MCALLEN, Texas — Seconds after the radio crackled and the government SUVs sped into the darkness, Border Patrol agents sprinted through the brush and toward the border in an all-too-familiar pursuit of drug smugglers.
"They dropped their bundles of narcotics and went back into Mexico," said agent Marlene Castro, sounding disappointed after racing through a pitch-black clearing outside Rio Grande City. Still, on this recent night, agents would recover 66 pounds of marijuana with a street value of roughly $53,000.
But chasing drug smugglers wasn't the only thing keeping them busy.
During two days that NBC News spent with U.S. Customs and Border Protection officials, it became clear that Castro and her colleagues were dealing with a sudden surge of families from Central America who are running toward those officials — not from them.
Many of the families are eager to be caught so they can apply for asylum or temporary protected status as they try to escape the violence back home.

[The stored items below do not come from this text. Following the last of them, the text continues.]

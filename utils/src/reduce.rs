use std::collections::HashMap;

use anyhow::Context;
use kernel_lowering::{
    common::rng,
    lower,
    operation::{ReduceMax, ReduceMin, ReduceProduct, ReduceSum},
    DType, DTypeTensor, Graph, KernelRegistry, LowerArgs, TType,
};
use rand::{rngs::StdRng, SeedableRng};
use structopt::StructOpt;

#[derive(StructOpt)]
pub struct ReduceOptions {
    /// One of `max`, `min`, `sum` or `product`.
    #[structopt(short, long, default_value = "sum")]
    reducer: String,
    #[structopt(required = true, short, long, use_delimiter = true)]
    shape: Vec<usize>,
    #[structopt(short, long, use_delimiter = true)]
    axes: Vec<usize>,
    /// Row-major input values, sampled from N(0, 1) if omitted.
    #[structopt(long, use_delimiter = true, allow_hyphen_values = true)]
    values: Vec<f32>,
    #[structopt(long, default_value = "0")]
    seed: u64,
    #[structopt(long)]
    emit_ir: bool,
}

impl ReduceOptions {
    pub fn run(&self) -> anyhow::Result<()> {
        let ty = TType::new(&self.shape, DType::F32);

        let mut graph = Graph::default();
        let input = graph.add_input(ty.clone());

        let node = match self.reducer.as_str() {
            "max" => graph.add_op(ReduceMax::new(input.clone(), &self.axes)?)?,
            "min" => graph.add_op(ReduceMin::new(input.clone(), &self.axes)?)?,
            "sum" => graph.add_op(ReduceSum::new(input.clone(), &self.axes)?)?,
            "product" => graph.add_op(ReduceProduct::new(input.clone(), &self.axes)?)?,
            other => anyhow::bail!("Unknown reducer '{other}'!"),
        };

        if self.emit_ir {
            println!("{graph}");
        }

        let values = if self.values.is_empty() {
            let mut rng = StdRng::seed_from_u64(self.seed);
            rng::vec_f32(&mut rng, ty.size(), 0.0, 1.0, true)?
        } else {
            self.values.clone()
        };

        anyhow::ensure!(values.len() == ty.size(), "Expected {} values, got {}!", ty.size(), values.len());

        let mut lowered =
            lower(&graph, &KernelRegistry::cpu(), LowerArgs::default()).with_context(|| "Failed to lower graph.")?;

        let seeds = HashMap::from([(input.node(), DTypeTensor::F32(values.clone()))]);
        let outputs = lowered.execute(seeds).with_context(|| "Failed to execute graph.")?;

        let result = outputs.get(&node).and_then(|x| x.first()).with_context(|| "Missing reduction output.")?;
        let output_ty = graph.output(node, 0)?;

        println!("Input  : {ty:?} {values:?}");
        println!("Output : {:?} {result:?}", output_ty.ty());

        Ok(())
    }
}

Apprehensions on the Southwest border, along the Rio Grande, are rising. There were 46,195 in October — that was almost 20,000 more than the same month two years ago and the largest spike since the massive surge of unaccompanied minors during the summer of 2014.
Castro said the biggest difference this time around is that the Border Patrol is better equipped to deal with the influx. A new processing center has the capacity to hold 1,000 migrants at a time. In November, the federal government even sent 150 more border patrol agents to the McAllen area in the southern tip of Texas.